Centralize Spark Job Logs in ACK with Simple Log Service - Container Service for Kubernetes

Spark jobs running in a Container Service for Kubernetes (ACK) cluster generate logs distributed across many pods, making centralized log management difficult. By integrating with Simple Log Service (SLS), you can:

Collect structured logs from all Spark driver and executor pods automatically
Query and analyze Spark job logs across a specified time range
Filter logs by application name, version, role, and submission ID

This topic describes how to configure the full log collection pipeline: building a Spark container image with structured logging support, deploying a Logtail configuration to collect pod logs, and querying the results in Simple Log Service.

Prerequisites

Before you begin, ensure that you have:

The ack-spark-operator component installed. For more information, see Step 1: Install the ack-spark-operator component.
A Simple Log Service project created. For more information, see Manage a project.
Logtail components installed in your ACK cluster. For more information, see Install Logtail components in an ACK cluster.
A container image registry to push your custom Spark image.

How it works

The pipeline works as follows:

A custom Spark container image adds the Log4j2 JSON template layout library, enabling structured JSONL output.
A ConfigMap configures Log4j2 to write logs in JSONL format using the Elastic Common Schema (ECS) template, both to stdout and to a file at /opt/spark/logs/spark.log.
A Logtail configuration (AliyunLogConfig) tells Simple Log Service to collect logs from containers matching the Spark Operator pod label and container name pattern, then parses the JSONL fields and extracts timestamps.
After a Spark job runs, its logs are available in the specified Logstore for querying and analysis.

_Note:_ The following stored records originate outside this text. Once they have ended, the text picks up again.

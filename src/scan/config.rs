//! Configuration for a scan run.
//!
//! Loads settings from config.json at startup. Command line flags override
//! individual values afterwards.

use serde::{Deserialize, Serialize};
use std::fs;
use std::path::{Path, PathBuf};

use crate::ocr::{OcrProfile, DEFAULT_MIN_CONFIDENCE};

/// Complete scan configuration.
#[derive(Clone, Debug, Serialize, Deserialize)]
pub struct ScanConfig {
    /// Directory searched recursively for screenshots
    #[serde(default = "default_input_dir")]
    pub input_dir: PathBuf,
    /// Root for sorted screenshots and the CSV tables.
    /// Defaults to `<parent of input_dir>/Warframe_Animals/Animals`
    #[serde(default)]
    pub output_dir: Option<PathBuf>,
    /// Number of screenshots processed in parallel
    #[serde(default = "default_workers")]
    pub workers: usize,
    /// OCR words must score strictly above this confidence (0-100)
    #[serde(default = "default_min_confidence")]
    pub min_confidence: i32,
    /// Tesseract language
    #[serde(default = "default_language")]
    pub language: String,
    /// Tesseract page segmentation mode
    #[serde(default = "default_page_seg_mode")]
    pub page_seg_mode: u8,
    /// Explicit path to the tesseract executable
    #[serde(default)]
    pub tesseract_path: Option<PathBuf>,
    /// Explicit tessdata directory
    #[serde(default)]
    pub tessdata_dir: Option<PathBuf>,
    /// Extract and log only: no files are moved and no CSV is written
    #[serde(default)]
    pub dry_run: bool,
    /// Log every slice read and every field found
    #[serde(default)]
    pub debug: bool,
}

fn default_input_dir() -> PathBuf {
    PathBuf::from("Screenshots")
}

fn default_workers() -> usize {
    12
}

fn default_min_confidence() -> i32 {
    DEFAULT_MIN_CONFIDENCE
}

fn default_language() -> String {
    "eng".to_string()
}

fn default_page_seg_mode() -> u8 {
    7
}

impl Default for ScanConfig {
    fn default() -> Self {
        Self {
            input_dir: default_input_dir(),
            output_dir: None,
            workers: default_workers(),
            min_confidence: default_min_confidence(),
            language: default_language(),
            page_seg_mode: default_page_seg_mode(),
            tesseract_path: None,
            tessdata_dir: None,
            dry_run: false,
            debug: false,
        }
    }
}

impl ScanConfig {
    /// Root directory for sorted screenshots and result tables.
    pub fn output_root(&self) -> PathBuf {
        if let Some(dir) = &self.output_dir {
            return dir.clone();
        }
        self.input_dir
            .parent()
            .unwrap_or_else(|| Path::new("."))
            .join("Warframe_Animals")
            .join("Animals")
    }

    pub fn ocr_profile(&self) -> OcrProfile {
        OcrProfile {
            language: self.language.clone(),
            page_seg_mode: self.page_seg_mode,
        }
    }
}

/// Returns the default config.json location, next to the executable.
pub fn default_config_path() -> PathBuf {
    crate::paths::get_exe_dir().join("config.json")
}

/// Loads configuration from `path` or returns defaults.
pub fn load_config(path: &Path) -> ScanConfig {
    crate::log(&format!("Looking for config at: {}", path.display()));

    if !path.exists() {
        crate::log("config.json not found. Using default config.");
        return ScanConfig::default();
    }

    match fs::read_to_string(path) {
        Ok(contents) => match serde_json::from_str(&contents) {
            Ok(config) => {
                crate::log("Config loaded from config.json");
                config
            }
            Err(e) => {
                crate::log(&format!(
                    "Failed to parse config.json: {}. Using defaults.",
                    e
                ));
                ScanConfig::default()
            }
        },
        Err(e) => {
            crate::log(&format!(
                "Failed to read config.json: {}. Using defaults.",
                e
            ));
            ScanConfig::default()
        }
    }
}

#[cfg(test)]
mod tests {
    use super::*;
    use tempfile::tempdir;

    #[test]
    fn test_defaults() {
        let config = ScanConfig::default();
        assert_eq!(config.workers, 12);
        assert_eq!(config.min_confidence, 60);
        assert_eq!(config.ocr_profile(), OcrProfile::default());
        assert!(!config.dry_run);
    }

    #[test]
    fn test_partial_json_fills_defaults() {
        let config: ScanConfig =
            serde_json::from_str(r#"{ "input_dir": "D:/Conservation/Screenshots", "workers": 4 }"#)
                .unwrap();
        assert_eq!(config.workers, 4);
        assert_eq!(config.language, "eng");
        assert_eq!(config.page_seg_mode, 7);
        assert_eq!(
            config.output_root(),
            PathBuf::from("D:/Conservation/Warframe_Animals/Animals")
        );
    }

    #[test]
    fn test_output_dir_override() {
        let config = ScanConfig {
            output_dir: Some(PathBuf::from("/data/sorted")),
            ..ScanConfig::default()
        };
        assert_eq!(config.output_root(), PathBuf::from("/data/sorted"));
    }

    #[test]
    fn test_load_config_falls_back_on_bad_json() {
        let dir = tempdir().unwrap();
        let path = dir.path().join("config.json");
        std::fs::write(&path, "{ not json").unwrap();
        assert_eq!(load_config(&path).workers, 12);

        std::fs::write(&path, r#"{ "debug": true, "min_confidence": 75 }"#).unwrap();
        let config = load_config(&path);
        assert!(config.debug);
        assert_eq!(config.min_confidence, 75);

        assert_eq!(load_config(&dir.path().join("missing.json")).workers, 12);
    }
}
use std::path::{Path, PathBuf};

use super::infobox::InfoboxFields;
use super::validate::Gender;
use super::vocab::{COMPOUND_SPECIES_MARKERS, SPECIES_FIRST, TRAILING_SPECIES_MARKERS};

/// Directory used for species names that cannot be split.
pub const ERROR_BUCKET: &str = "ERROR";

/// A record field, in the order it is reported as missing.
#[derive(Clone, Copy, Debug, PartialEq, Eq, Hash)]
pub enum Field {
    Name,
    Years,
    Months,
    Weight,
    Gender,
    Note,
}

impl Field {
    pub fn as_str(&self) -> &'static str {
        match self {
            Field::Name => "name",
            Field::Years => "years",
            Field::Months => "months",
            Field::Weight => "weight",
            Field::Gender => "gender",
            Field::Note => "note",
        }
    }
}

#[derive(Clone, Debug, PartialEq, Eq)]
pub enum RecordStatus {
    Complete,
    Partial { missing: Vec<Field> },
}

/// Everything extracted from one screenshot.
#[derive(Clone, Debug, PartialEq)]
pub struct CardRecord {
    pub name: Option<String>,
    pub years: Option<u32>,
    pub months: Option<u32>,
    pub weight: Option<f64>,
    pub gender: Option<Gender>,
    pub note: Option<String>,
    pub source_file: PathBuf,
    pub status: RecordStatus,
}

impl CardRecord {
    /// Builds the final record and decides whether it is complete.
    pub fn finalize(name: Option<&str>, fields: InfoboxFields, source_file: PathBuf) -> Self {
        let present = [
            (Field::Name, name.is_some()),
            (Field::Years, fields.years.is_some()),
            (Field::Months, fields.months.is_some()),
            (Field::Weight, fields.weight.is_some()),
            (Field::Gender, fields.gender.is_some()),
            (Field::Note, fields.note.is_some()),
        ];
        let missing: Vec<Field> = present
            .iter()
            .filter(|(_, found)| !found)
            .map(|(field, _)| *field)
            .collect();

        let status = if missing.is_empty() {
            RecordStatus::Complete
        } else {
            RecordStatus::Partial { missing }
        };

        Self {
            name: name.map(str::to_string),
            years: fields.years,
            months: fields.months,
            weight: fields.weight,
            gender: fields.gender,
            note: fields.note,
            source_file,
            status,
        }
    }

    pub fn is_complete(&self) -> bool {
        self.status == RecordStatus::Complete
    }

    pub fn missing(&self) -> &[Field] {
        match &self.status {
            RecordStatus::Complete => &[],
            RecordStatus::Partial { missing } => missing,
        }
    }

    /// Where the screenshot belongs. Any record with a name, Partial ones included,
    /// goes to its species folder; only unresolved names go to the error bucket.
    pub fn destination(&self) -> Destination {
        self.name
            .as_deref()
            .map(Destination::from_name)
            .unwrap_or_else(Destination::error_bucket)
    }

    pub fn file_name(&self) -> String {
        self.source_file
            .file_name()
            .map(|n| n.to_string_lossy().to_string())
            .unwrap_or_default()
    }
}

/// Species and subspecies directory names derived from a display name.
#[derive(Clone, Debug, PartialEq, Eq)]
pub struct Destination {
    pub species: String,
    pub subspecies: String,
}

impl Destination {
    fn new(species: impl Into<String>, subspecies: impl Into<String>) -> Self {
        Self {
            species: species.into(),
            subspecies: subspecies.into(),
        }
    }

    pub fn error_bucket() -> Self {
        Self::new(ERROR_BUCKET, "")
    }

    /// Splits a display name into species and subspecies.
    ///
    /// Two words are "<subspecies> <species>" unless the first word is one of
    /// [`SPECIES_FIRST`]. Three words either end in a two-word species compound
    /// ("OSTIA VASCA KAVAT") or in the species itself ("FUMING DAX STOVER"), where
    /// the leading two words form the subspecies. A three-word name matching
    /// neither marker maps to the animals root. Other lengths go to the error bucket.
    pub fn from_name(name: &str) -> Self {
        let words: Vec<&str> = name.split_whitespace().collect();
        match words.as_slice() {
            [first, second] if SPECIES_FIRST.contains(first) => Self::new(*first, *second),
            [subspecies, species] => Self::new(*species, *subspecies),
            [first, second, third] if COMPOUND_SPECIES_MARKERS.contains(third) => {
                Self::new(format!("{}_{}", second, third), *first)
            }
            [first, second, third] if TRAILING_SPECIES_MARKERS.contains(third) => {
                Self::new(*third, format!("{}_{}", first, second))
            }
            [_, _, _] => Self::new("", ""),
            _ => Self::error_bucket(),
        }
    }

    /// Directory under `root`; empty components are left out.
    pub fn dir(&self, root: &Path) -> PathBuf {
        [self.species.as_str(), self.subspecies.as_str()]
            .iter()
            .filter(|part| !part.is_empty())
            .fold(root.to_path_buf(), |path, part| path.join(part))
    }
}

#[cfg(test)]
mod tests {
    use super::*;

    fn full_fields() -> InfoboxFields {
        InfoboxFields {
            years: Some(2),
            months: Some(6),
            weight: Some(12.5),
            gender: Some(Gender::Male),
            note: Some("playful".to_string()),
        }
    }

    #[test]
    fn test_finalize_complete() {
        let record = CardRecord::finalize(
            Some("SLY VULPAPHYLA"),
            full_fields(),
            PathBuf::from("shots/a.png"),
        );
        assert!(record.is_complete());
        assert!(record.missing().is_empty());
        assert_eq!(record.file_name(), "a.png");
    }

    #[test]
    fn test_finalize_partial_lists_missing_in_order() {
        let fields = InfoboxFields {
            months: None,
            note: None,
            ..full_fields()
        };
        let record = CardRecord::finalize(None, fields, PathBuf::from("b.jpg"));
        assert_eq!(
            record.status,
            RecordStatus::Partial {
                missing: vec![Field::Name, Field::Months, Field::Note]
            }
        );
        assert_eq!(record.destination(), Destination::error_bucket());
    }

    #[test]
    fn test_two_word_names() {
        assert_eq!(
            Destination::from_name("BURROWING CRYPTILEX"),
            Destination::new("CRYPTILEX", "BURROWING")
        );
        assert_eq!(
            Destination::from_name("HORRASQUE STORMER"),
            Destination::new("HORRASQUE", "STORMER")
        );
        assert_eq!(
            Destination::from_name("KUBRODON INCARNADINE"),
            Destination::new("KUBRODON", "INCARNADINE")
        );
    }

    #[test]
    fn test_three_word_names() {
        assert_eq!(
            Destination::from_name("OSTIA VASCA KAVAT"),
            Destination::new("VASCA_KAVAT", "OSTIA")
        );
        assert_eq!(
            Destination::from_name("FUMING DAX STOVER"),
            Destination::new("STOVER", "FUMING_DAX")
        );
        assert_eq!(
            Destination::from_name("ALPINE MONITOR SAWGAW"),
            Destination::new("SAWGAW", "ALPINE_MONITOR")
        );
        assert_eq!(Destination::from_name("ONE TWO THREE"), Destination::new("", ""));
    }

    #[test]
    fn test_other_word_counts_go_to_error() {
        assert_eq!(
            Destination::from_name("A B C D"),
            Destination::new("ERROR", "")
        );
        assert_eq!(Destination::from_name("SOLO"), Destination::error_bucket());
        assert_eq!(Destination::from_name(""), Destination::error_bucket());
    }

    #[test]
    fn test_destination_dir() {
        let root = Path::new("/out/Animals");
        assert_eq!(
            Destination::from_name("SLY VULPAPHYLA").dir(root),
            root.join("VULPAPHYLA").join("SLY")
        );
        assert_eq!(Destination::error_bucket().dir(root), root.join("ERROR"));
        assert_eq!(Destination::new("", "").dir(root), root.to_path_buf());
    }
}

Step 1: Build a Spark container image

Create the following Dockerfile. This example uses Spark 3.5.3 and adds the log4j-layout-template-json dependency to the Spark classpath, which enables JSONL output via the JsonTemplateLayout appender.

ARG SPARK_IMAGE=<SPARK_IMAGE>  # Replace <SPARK_IMAGE> with your Spark base image.

FROM ${SPARK_IMAGE}

# Add dependency for log4j-layout-template-json
ADD --chown=spark:spark --chmod=644 https://repo1.maven.org/maven2/org/apache/logging/log4j/log4j-layout-template-json/2.24.1/log4j-layout-template-json-2.24.1.jar ${SPARK_HOME}/jars

Build and push the image to your registry:

docker build -t <your-registry>/<your-image-name>:<tag> .
docker push <your-registry>/<your-image-name>:<tag>

Replace the placeholders with your actual registry and image details.

Step 2: Configure Log4j2 logs

Create a file named spark-log-conf.yaml with the following content. This ConfigMap sets the log level to INFO and configures both the console and file appenders to output logs in JSONL format using the ECS template. For more information, see Collect Log4j logs.

apiVersion: v1
kind: ConfigMap
metadata:
  name: spark-log-conf
  namespace: default
data:
  log4j2.properties: |
    # Set everything to be logged to the console and file
    rootLogger.level = info

    rootLogger.appenderRefs = console, file
    rootLogger.appenderRef.console.ref = STDOUT
    rootLogger.appenderRef.file.ref = FileAppender

    appender.console.name = STDOUT
    appender.console.type = Console
    appender.console.layout.type = JsonTemplateLayout
    appender.console.layout.eventTemplateUri = classpath:EcsLayout.json

    appender.file.name = FileAppender
    appender.file.type = File
    appender.file.fileName = /opt/spark/logs/spark.log
    appender.file.layout.type = JsonTemplateLayout
    appender.file.layout.eventTemplateUri = classpath:EcsLayout.json

Apply the ConfigMap:

kubectl apply -f spark-log-conf.yaml

Expected output:

configmap/spark-log-conf created

Step 3: Create a Logtail configuration

Create a file named aliyun-log-config.yaml with the following content. Replace <SLS_PROJECT> with your Simple Log Service project name and <SLS_LOGSTORE> with your Logstore name. If the Logstore does not exist, Simple Log Service creates it automatically.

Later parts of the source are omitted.